ROLE OF STANDARD SETTERS
International Accounting Standard Board
International Accounting Standards Board (IASB) formed in 2001 to replace the International
Accounting Standards Committee (IASC). International Accounting Standards Board (IASB) is a self-
governing private-sector organization that progresses and approves International Financial
Reporting Standards (IFRS). The IASB works under the lapse of the IFRS foundation. IASB has
responsibility for all technical matters of the IFRS under IFRS Foundation Constitution including: (a)
Bound by certain consultation requirements with the Trustees and the public, full caution in
developing and pursuing its technical agenda, (b) Preparation and issuing of IFRSs (other than
interpretations) and exposure drafts, following the due process stipulated in the constitution, (c)
Issuing and approval of interpretations developed by the IFRS interpretations committee.

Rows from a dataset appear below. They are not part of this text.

fn append_arrow(col: &mut Column, array: &dyn Array) -> Result<()> {
    match &mut col.data {
        ColumnData::Text(values) => {
            let strings = cast(array, &DataType::Utf8).context("casting to Utf8")?;
            let strings = strings.as_string::<i32>();
            values.extend((0..strings.len()).map(|i| {
                (!strings.is_null(i)).then(|| strings.value(i).to_string())
            }));
        }
        ColumnData::DateTime(values) => {
            let ts = cast(array, &DataType::Timestamp(TimeUnit::Microsecond, None))
                .context("casting to timestamp")?;
            let ts = ts.as_primitive::<TimestampMicrosecondType>();
            values.extend((0..ts.len()).map(|i| {
                if ts.is_null(i) { None } else { ts.value_as_datetime(i) }
            }));
        }
        ColumnData::Numeric(values) => {
            let floats = cast(array, &DataType::Float64).context("casting to Float64")?;
            let floats = floats.as_primitive::<arrow::datatypes::Float64Type>();
            values.extend(floats.iter().map(|v| v.unwrap_or(f64::NAN)));
        }
    }
    Ok(())
}

// ---------------------------------------------------------------------------
// Date normalization
// ---------------------------------------------------------------------------

fn date_column_for(kind: DataKind) -> Option<&'static str> {
    match kind {
        DataKind::WellLog => None,
        DataKind::Production => Some(PRODUCTION_DATE),
        DataKind::Drilling => Some(DRILLING_TIMESTAMP),
    }
}

/// Parse the kind's date column into date/time values. Any unparseable cell
/// fails the whole load; a table without the column passes through.
fn normalize_dates(table: Table, kind: DataKind) -> Result<Table> {
    let Some(date_col) = date_column_for(kind) else {
        return Ok(table);
    };
    let Some(col) = table.column(date_col) else {
        log::warn!("{kind} data has no '{date_col}' column; date-based views are disabled");
        return Ok(table);
    };

    let values = match &col.data {
        ColumnData::DateTime(_) => None,
        ColumnData::Numeric(_) => bail!("column '{date_col}' holds numbers, expected dates"),
        ColumnData::Text(values) => Some(values),
    };
    let Some(values) = values else {
        return Ok(table);
    };

    let parsed = values
        .iter()
        .enumerate()
        .map(|(row, cell)| match cell {
            None => Ok(None),
            Some(s) => {
                let parsed = match kind {
                    DataKind::Drilling => {
                        NaiveDateTime::parse_from_str(s, DRILLING_TIMESTAMP_FORMAT).ok()
                    }
                    _ => parse_date_flexible(s),
                };
                parsed.map(Some).with_context(|| {
                    format!("column '{date_col}', row {}: cannot parse '{s}' as a date", row + 1)
                })
            }
        })
        .collect::<Result<Vec<_>>>()?;

    let columns = table
        .columns()
        .iter()
        .map(|c| {
            if c.name == date_col {
                Column::datetime(date_col, parsed.clone())
            } else {
                c.clone()
            }
        })
        .collect();
    Table::new(columns)
}

/// Accepts ISO, slash-separated and US-style dates, with or without a time.
pub fn parse_date_flexible(s: &str) -> Option<NaiveDateTime> {
    DATETIME_FORMATS
        .iter()
        .find_map(|fmt| NaiveDateTime::parse_from_str(s, fmt).ok())
        .or_else(|| {
            DATE_FORMATS
                .iter()
                .find_map(|fmt| NaiveDate::parse_from_str(s, fmt).ok())
                .map(|d| d.and_time(NaiveTime::MIN))
        })
}

#[cfg(test)]
mod tests {
    use std::sync::Arc;

    use arrow::array::{Date32Array, Float64Array, Int64Array, StringArray};
    use arrow::datatypes::{Field, Schema};
    use arrow::record_batch::RecordBatch;
    use parquet::arrow::ArrowWriter;

    use super::*;

    fn upload(name: &str, text: &str) -> DataSource {
        DataSource::Upload {
            name: name.to_string(),
            bytes: Bytes::from(text.as_bytes().to_vec()),
        }
    }

    #[test]
    fn production_csv_parses_dates_and_infers_types() {
        let src = upload(
            "prod.csv",
            "Date,Well_ID,Oil_Production_bbl,Notes\n\
             2024-01-01,W1,100,ok\n\
             2024-01-02,W1,,\n\
             2024-01-03,W2,80.5,late\n",
        );
        let ds = load(&src, DataKind::Production).unwrap();
        let t = &ds.table;
        assert_eq!(t.n_rows(), 3);
        let dates = t.datetime("Date").unwrap();
        assert_eq!(dates[2].unwrap().date(), NaiveDate::from_ymd_opt(2024, 1, 3).unwrap());
        let oil = t.numeric("Oil_Production_bbl").unwrap();
        assert_eq!(oil[0], 100.0);
        assert!(oil[1].is_nan());
        assert!(t.numeric("Well_ID").is_none());
        assert!(t.column("Notes").is_some_and(|c| !c.is_numeric()));
    }

    #[test]
    fn bad_production_date_is_fatal_and_names_column() {
        let src = upload("bad.csv", "Date,Oil\n2024-01-01,1\nyesterday,2\n");
        let err = load(&src, DataKind::Production).unwrap_err();
        let msg = err.to_string();
        assert!(matches!(err, DashboardError::Load { .. }));
        assert!(msg.contains("bad.csv"), "{msg}");
        assert!(msg.contains("'Date'"), "{msg}");
        assert!(msg.contains("yesterday"), "{msg}");
    }

    #[test]
    fn missing_date_column_still_loads() {
        let src = upload("nodate.csv", "Well_ID,Oil_Production_bbl\nW1,10\n");
        let ds = load(&src, DataKind::Production).unwrap();
        assert!(!ds.table.has_column("Date"));
    }

    #[test]
    fn drilling_timestamp_requires_exact_format() {
        let ok = upload(
            "drill.csv",
            "Timestamp,Depth,ROP\n\
             2024-05-01 08:00:00.250000,1000,12\n\
             2024-05-01 08:00:01,1001,13\n",
        );
        let ds = load(&ok, DataKind::Drilling).unwrap();
        let ts = ds.table.datetime("Timestamp").unwrap();
        assert_eq!(ts[0].unwrap().and_utc().timestamp_subsec_micros(), 250_000);

        let bad = upload("drill.csv", "Timestamp,Depth\n05/01/2024 08:00,1000\n");
        assert!(load(&bad, DataKind::Drilling).is_err());
    }

    #[test]
    fn loading_twice_is_identical() {
        let src = upload("p.csv", "Date,Oil\n2024-01-01,1.5\n2024-02-01,2.5\n");
        let a = load(&src, DataKind::Production).unwrap();
        let b = load(&src, DataKind::Production).unwrap();
        assert_eq!(a, b);
    }

    #[test]
    fn las_with_null_values_loads_identically_twice() {
        let src = upload(
            "w.las",
            "~W\n NULL. -999.25 : NULL VALUE\n~C\n DEPT.M : D\n GR.GAPI : g\n~A\n1 10\n2 -999.25\n",
        );
        let a = load(&src, DataKind::WellLog).unwrap();
        let b = load(&src, DataKind::WellLog).unwrap();
        assert!(a.table.numeric("GR").unwrap()[1].is_nan());
        assert!(a.bit_eq(&b));
        assert_eq!(a.table.numeric("DEPTH").unwrap(), &[1.0, 2.0]);
    }

    #[test]
    fn ragged_csv_is_a_load_error() {
        let src = upload("r.csv", "a,b\n1,2\n3\n");
        assert!(matches!(
            load(&src, DataKind::Drilling),
            Err(DashboardError::Load { .. })
        ));
    }

    #[test]
    fn missing_file_is_a_load_error() {
        let src = DataSource::Path(PathBuf::from("/definitely/not/here.las"));
        let err = load(&src, DataKind::WellLog).unwrap_err();
        assert!(err.to_string().contains("here.las"));
    }

    #[test]
    fn parquet_columns_are_typed() {
        let schema = Arc::new(Schema::new(vec![
            Field::new("Date", DataType::Date32, true),
            Field::new("Well_ID", DataType::Utf8, false),
            Field::new("Oil_Production_bbl", DataType::Float64, true),
            Field::new("Days_On", DataType::Int64, false),
        ]));
        // 19723 = 2024-01-01
        let batch = RecordBatch::try_new(
            schema.clone(),
            vec![
                Arc::new(Date32Array::from(vec![Some(19723), None])),
                Arc::new(StringArray::from(vec!["W1", "W2"])),
                Arc::new(Float64Array::from(vec![Some(10.0), None])),
                Arc::new(Int64Array::from(vec![1, 2])),
            ],
        )
        .unwrap();
        let mut buf = Vec::new();
        let mut writer = ArrowWriter::try_new(&mut buf, schema, None).unwrap();
        writer.write(&batch).unwrap();
        writer.close().unwrap();

        let src = DataSource::Upload {
            name: "prod.parquet".into(),
            bytes: Bytes::from(buf),
        };
        let ds = load(&src, DataKind::Production).unwrap();
        let dates = ds.table.datetime("Date").unwrap();
        assert_eq!(dates[0].unwrap().date(), NaiveDate::from_ymd_opt(2024, 1, 1).unwrap());
        assert_eq!(dates[1], None);
        assert!(ds.table.numeric("Oil_Production_bbl").unwrap()[1].is_nan());
        assert_eq!(ds.table.numeric("Days_On").unwrap(), &[1.0, 2.0]);
    }

    #[test]
    fn flexible_dates() {
        assert!(parse_date_flexible("2024-03-31").is_some());
        assert!(parse_date_flexible("03/31/2024").is_some());
        assert!(parse_date_flexible("2024-03-31T12:00:00").is_some());
        assert!(parse_date_flexible("31.03.2024").is_none());
    }
}
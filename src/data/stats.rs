use std::collections::BTreeMap;

use statrs::statistics::Statistics;

use crate::error::DashResult;

use super::model::{CellValue, Table};
use super::resample::{Accumulator, Aggregator};

// ---------------------------------------------------------------------------
// Descriptive statistics
// ---------------------------------------------------------------------------

/// Summary of one numeric column. NaN values are not counted.
#[derive(Debug, Clone, PartialEq)]
pub struct ColumnSummary {
    pub name: String,
    pub count: usize,
    pub mean: f64,
    /// Sample standard deviation (n - 1).
    pub std: f64,
    pub min: f64,
    pub q25: f64,
    pub median: f64,
    pub q75: f64,
    pub max: f64,
}

/// Count, mean, std, min, quartiles and max of every numeric column.
pub fn describe(table: &Table) -> Vec<ColumnSummary> {
    table
        .columns()
        .iter()
        .filter_map(|c| c.as_numeric().map(|v| summarize(&c.name, v)))
        .collect()
}

pub fn summarize(name: &str, values: &[f64]) -> ColumnSummary {
    let mut sorted: Vec<f64> = values.iter().copied().filter(|v| !v.is_nan()).collect();
    sorted.sort_by(f64::total_cmp);
    ColumnSummary {
        name: name.to_string(),
        count: sorted.len(),
        mean: sorted.iter().mean(),
        std: sorted.iter().std_dev(),
        min: sorted.first().copied().unwrap_or(f64::NAN),
        q25: quantile_sorted(&sorted, 0.25),
        median: quantile_sorted(&sorted, 0.5),
        q75: quantile_sorted(&sorted, 0.75),
        max: sorted.last().copied().unwrap_or(f64::NAN),
    }
}

/// Linear-interpolated quantile of an ascending slice.
pub fn quantile_sorted(sorted: &[f64], q: f64) -> f64 {
    if sorted.is_empty() {
        return f64::NAN;
    }
    let pos = q.clamp(0.0, 1.0) * (sorted.len() - 1) as f64;
    let lo = pos.floor() as usize;
    let hi = pos.ceil() as usize;
    sorted[lo] + (sorted[hi] - sorted[lo]) * (pos - lo as f64)
}

// ---------------------------------------------------------------------------
// Rolling mean
// ---------------------------------------------------------------------------

/// Trailing mean over `window` consecutive positions.
///
/// The first `window - 1` positions have no value, as does any window that
/// contains a NaN. Never looks ahead. A zero window yields no values.
pub fn rolling_mean(series: &[f64], window: usize) -> Vec<Option<f64>> {
    if window == 0 {
        return vec![None; series.len()];
    }
    (0..series.len())
        .map(|i| {
            if i + 1 < window {
                return None;
            }
            let slice = &series[i + 1 - window..=i];
            if slice.iter().any(|v| v.is_nan()) {
                None
            } else {
                Some(slice.iter().sum::<f64>() / window as f64)
            }
        })
        .collect()
}

// ---------------------------------------------------------------------------
// Correlation
// ---------------------------------------------------------------------------

#[derive(Debug, Clone, PartialEq)]
pub struct CorrelationMatrix {
    pub columns: Vec<String>,
    /// Row-major, `columns.len()` square. NaN where undefined.
    pub values: Vec<Vec<f64>>,
}

impl CorrelationMatrix {
    pub fn get(&self, a: &str, b: &str) -> Option<f64> {
        let i = self.columns.iter().position(|c| c == a)?;
        let j = self.columns.iter().position(|c| c == b)?;
        Some(self.values[i][j])
    }
}

/// Pairwise Pearson correlation of every numeric column not in `excluded`.
/// Each pair uses the rows where both values are present. Columns with zero
/// variance correlate as NaN everywhere, including the diagonal.
pub fn correlation_matrix(table: &Table, excluded: &[&str]) -> CorrelationMatrix {
    let cols: Vec<(&str, &[f64])> = table
        .columns()
        .iter()
        .filter(|c| !excluded.contains(&c.name.as_str()))
        .filter_map(|c| c.as_numeric().map(|v| (c.name.as_str(), v)))
        .collect();
    let n = cols.len();
    let mut values = vec![vec![f64::NAN; n]; n];
    for i in 0..n {
        for j in i..n {
            let r = pearson(cols[i].1, cols[j].1);
            values[i][j] = r;
            values[j][i] = r;
        }
    }
    CorrelationMatrix {
        columns: cols.iter().map(|(name, _)| name.to_string()).collect(),
        values,
    }
}

/// Pearson r over pairwise-complete observations; NaN with fewer than two
/// pairs or zero variance on either side.
pub fn pearson(x: &[f64], y: &[f64]) -> f64 {
    let (xs, ys): (Vec<f64>, Vec<f64>) = x
        .iter()
        .zip(y)
        .filter(|(a, b)| !a.is_nan() && !b.is_nan())
        .map(|(a, b)| (*a, *b))
        .unzip();
    if xs.len() < 2 {
        return f64::NAN;
    }
    let mx = xs.iter().mean();
    let my = ys.iter().mean();
    let (mut sxy, mut sxx, mut syy) = (0.0, 0.0, 0.0);
    for (a, b) in xs.iter().zip(&ys) {
        let (dx, dy) = (a - mx, b - my);
        sxy += dx * dy;
        sxx += dx * dx;
        syy += dy * dy;
    }
    if sxx == 0.0 || syy == 0.0 {
        return f64::NAN;
    }
    (sxy / (sxx * syy).sqrt()).clamp(-1.0, 1.0)
}

// ---------------------------------------------------------------------------
// Histogram
// ---------------------------------------------------------------------------

#[derive(Debug, Clone, Copy, PartialEq)]
pub struct HistogramBin {
    pub lo: f64,
    pub hi: f64,
    pub count: usize,
}

/// Equal-width bins over `[min, max]` of the non-NaN values. The last bin
/// includes `max`. A constant series gets a single unit-wide bin.
pub fn histogram(values: &[f64], bins: usize) -> Vec<HistogramBin> {
    let finite: Vec<f64> = values.iter().copied().filter(|v| v.is_finite()).collect();
    if finite.is_empty() || bins == 0 {
        return Vec::new();
    }
    let min = finite.iter().copied().fold(f64::INFINITY, f64::min);
    let max = finite.iter().copied().fold(f64::NEG_INFINITY, f64::max);
    if min == max {
        return vec![HistogramBin {
            lo: min - 0.5,
            hi: max + 0.5,
            count: finite.len(),
        }];
    }
    let width = (max - min) / bins as f64;
    let mut counts = vec![0usize; bins];
    for v in &finite {
        let idx = (((v - min) / width) as usize).min(bins - 1);
        counts[idx] += 1;
    }
    counts
        .into_iter()
        .enumerate()
        .map(|(i, count)| HistogramBin {
            lo: min + width * i as f64,
            hi: if i + 1 == bins { max } else { min + width * (i + 1) as f64 },
            count,
        })
        .collect()
}

// ---------------------------------------------------------------------------
// Group-by
// ---------------------------------------------------------------------------

/// Aggregate `value` per distinct `key`, sorted by key. Rows with a missing
/// key are dropped.
pub fn aggregate_by(
    table: &Table,
    key: &str,
    value: &str,
    aggregator: Aggregator,
) -> DashResult<Vec<(CellValue, f64)>> {
    let key_col = table
        .column(key)
        .ok_or_else(|| crate::error::DashboardError::missing_column(key, "loaded"))?;
    let values = table.require_numeric(value, "loaded")?;

    let mut groups: BTreeMap<CellValue, Accumulator> = BTreeMap::new();
    for (row, v) in values.iter().enumerate() {
        let k = key_col.value(row);
        if k == CellValue::Null {
            continue;
        }
        groups.entry(k).or_default().push(*v);
    }
    Ok(groups
        .into_iter()
        .map(|(k, acc)| (k, acc.finish(aggregator)))
        .collect())
}

#[cfg(test)]
mod tests {
    use super::*;
    use crate::data::model::Column;

    fn close(a: f64, b: f64) -> bool {
        (a - b).abs() < 1e-9
    }

    #[test]
    fn rolling_mean_window_three() {
        let out = rolling_mean(&[10.0, 20.0, 30.0, 40.0], 3);
        assert_eq!(out, vec![None, None, Some(20.0), Some(30.0)]);
    }

    #[test]
    fn rolling_mean_edge_cases() {
        assert_eq!(rolling_mean(&[1.0, 2.0], 5), vec![None, None]);
        assert_eq!(rolling_mean(&[1.0, 2.0], 0), vec![None, None]);
        assert_eq!(rolling_mean(&[1.0, f64::NAN, 3.0, 5.0], 2), vec![None, None, None, Some(4.0)]);
        assert_eq!(rolling_mean(&[4.0], 1), vec![Some(4.0)]);
    }

    #[test]
    fn describe_matches_linear_quantiles() {
        let t = Table::new(vec![
            Column::numeric("GR", vec![1.0, 2.0, 3.0, 4.0, f64::NAN]),
            Column::text("Name", vec![None; 5]),
        ])
        .unwrap();
        let s = &describe(&t)[0];
        assert_eq!(s.count, 4);
        assert!(close(s.mean, 2.5));
        assert!(close(s.std, (5.0f64 / 3.0).sqrt()));
        assert!(close(s.q25, 1.75));
        assert!(close(s.median, 2.5));
        assert!(close(s.q75, 3.25));
        assert_eq!((s.min, s.max), (1.0, 4.0));
        assert_eq!(describe(&t).len(), 1);
    }

    #[test]
    fn identical_columns_correlate_perfectly() {
        let v = vec![1.0, 3.0, 2.0, 8.0, 5.0];
        let t = Table::new(vec![
            Column::numeric("DEPTH", vec![1.0, 2.0, 3.0, 4.0, 5.0]),
            Column::numeric("A", v.clone()),
            Column::numeric("B", v),
            Column::numeric("C", vec![5.0, 4.0, 3.0, 2.0, 1.0]),
        ])
        .unwrap();
        let m = correlation_matrix(&t, &["DEPTH"]);
        assert_eq!(m.columns, vec!["A", "B", "C"]);
        assert!(close(m.get("A", "B").unwrap(), 1.0));
        for i in 0..3 {
            assert!(close(m.values[i][i], 1.0));
        }
        assert_eq!(m.get("A", "C"), m.get("C", "A"));
    }

    #[test]
    fn constant_column_correlation_is_nan() {
        let t = Table::new(vec![
            Column::numeric("A", vec![1.0, 2.0, 3.0]),
            Column::numeric("K", vec![7.0, 7.0, 7.0]),
        ])
        .unwrap();
        let m = correlation_matrix(&t, &[]);
        assert!(m.get("A", "K").unwrap().is_nan());
        assert!(m.get("K", "K").unwrap().is_nan());
        assert!(close(m.get("A", "A").unwrap(), 1.0));
    }

    #[test]
    fn histogram_counts_every_value_once() {
        let values: Vec<f64> = (0..100).map(f64::from).collect();
        let bins = histogram(&values, 30);
        assert_eq!(bins.len(), 30);
        assert_eq!(bins.iter().map(|b| b.count).sum::<usize>(), 100);
        assert_eq!(bins.last().unwrap().hi, 99.0);
        assert_eq!(histogram(&[2.0, 2.0], 10).len(), 1);
        assert!(histogram(&[], 10).is_empty());
    }

    #[test]
    fn aggregate_by_sorts_and_skips_null_keys() {
        let t = Table::new(vec![
            Column::text(
                "Formation",
                vec![Some("Sand".into()), Some("Shale".into()), Some("Sand".into()), None],
            ),
            Column::numeric("ROP", vec![10.0, 4.0, 20.0, 99.0]),
        ])
        .unwrap();
        let out = aggregate_by(&t, "Formation", "ROP", Aggregator::Mean).unwrap();
        assert_eq!(
            out,
            vec![
                (CellValue::Text("Sand".into()), 15.0),
                (CellValue::Text("Shale".into()), 4.0)
            ]
        );
    }
}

Financial Accounting Standard Board (FASB)
FASB is a self-governing, self-regulatory board that forms and construes generally accepted
accounting principles (GAAP) works underneath the principle that the economy and the financial
services industry grind smoothly when reliable, brief, and strong financial information is accessible.
FASB occasionally revises its guidelines to make sure establishments are following its ethics. The
organizations are invented to completely account for different kinds of income, avoid unstable
income from one period to another and appropriately classify their revenue.
GLOBAL ADOPTION OF IFRS
The implementation of International Financial Reporting Standards (IFRS) has developed in reply to
the requirement to travel towards global accounting standards. IFRS is used in over 100 countries as
the major accounting standards in the preparation of external financial reporting. Standard setters
have three options in emerging convergence of standards. The first option is opt for a FASB
standard, second would be use an IFRS standard and the third option if both are inadequate; they
may develop a completely new rule. In one case, they convinced to converge on IFRS standard to a
US GAAP (Discontinued operations) standard. After revising FASB, the standard setters definite that
FASB was the desirable standard. As a consequence, IASB allotted IAS which usually converged with
FASB. In another case, a US GAAP standard converge to an IFRS standard and the standard setters
definite that IFRS was superior to past US GAAP. In the third case, to progress a new standard and
method, standard setters are working together.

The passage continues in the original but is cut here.